//! # Reflector Core
//!
//! `reflector-core` is the foundational library powering the Reflector server. It exposes
//! the API surface of a tonic gRPC server through the gRPC Server Reflection Protocol,
//! answering queries from an in-memory index built over the server's Protobuf schema.
//!
//! ## Key Components
//!
//! * **[`ServiceRegistration`]:** What the server hands over: one record per hosted
//!   service, optionally backed by the file descriptor declaring it.
//! * **[`ReflectionIndex`]:** The immutable symbol table over every registered file and
//!   its transitive dependencies. Built once at startup, shared read-only afterwards.
//! * **[`ReflectionService`]:** The tonic service answering `ServerReflectionInfo`
//!   streams (`grpc.reflection.v1` and `grpc.reflection.v1alpha`) from the index.
//!
//! ## Example
//!
//! ```rust,ignore
//! use reflector_core::reflection::service::Builder;
//!
//! let reflection = Builder::configure()
//!     .register_encoded_file_descriptor_set(FILE_DESCRIPTOR_SET)
//!     .build_v1()?;
//! ```
//!
//! ## Re-exports
//!
//! This crate re-exports `prost`, `prost-reflect`, and `tonic` to ensure that consumers
//! use compatible versions of these underlying dependencies.
pub mod index;
pub mod reflection;
pub mod registration;

pub use index::{IndexBuildError, ReflectionIndex};
pub use reflection::service::{BuildError, Builder, ReflectionService};
pub use registration::ServiceRegistration;

// Re-exports
pub use prost;
pub use prost_reflect;
pub use tonic;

| Exercise instructions |
Reproduce every line of the data so that nothing differs from the original.

| Response box |
//! # Reflector Core
//!
//! `reflector-core` is the foundational library powering the Reflector server. It exposes
//! the API surface of a tonic gRPC server through the gRPC Server Reflection Protocol,
//! answering queries from an in-memory index built over the server's Protobuf schema.
//!
//! ## Key Components
//!
//! * **[`ServiceRegistration`]:** What the server hands over: one record per hosted
//!   service, optionally backed by the file descriptor declaring it.
//! * **[`ReflectionIndex`]:** The immutable symbol table over every registered file and
//!   its transitive dependencies. Built once at startup, shared read-only afterwards.
//! * **[`ReflectionService`]:** The tonic service answering `ServerReflectionInfo`
//!   streams (`grpc.reflection.v1` and `grpc.reflection.v1alpha`) from the index.
//!
//! ## Example
//!
//! ```rust,ignore
//! use reflector_core::reflection::service::Builder;
//!
//! let reflection = Builder::configure()
//!     .register_encoded_file_descriptor_set(FILE_DESCRIPTOR_SET)
//!     .build_v1()?;
//! ```
//!
//! ## Re-exports
//!
//! This crate re-exports `prost`, `prost-reflect`, and `tonic` to ensure that consumers
//! use compatible versions of these underlying dependencies.
pub mod index;
pub mod reflection;
pub mod registration;

pub use index::{IndexBuildError, ReflectionIndex};
pub use reflection::service::{BuildError, Builder, ReflectionService};
pub use registration::ServiceRegistration;

// Re-exports
pub use prost;
pub use prost_reflect;
pub use tonic;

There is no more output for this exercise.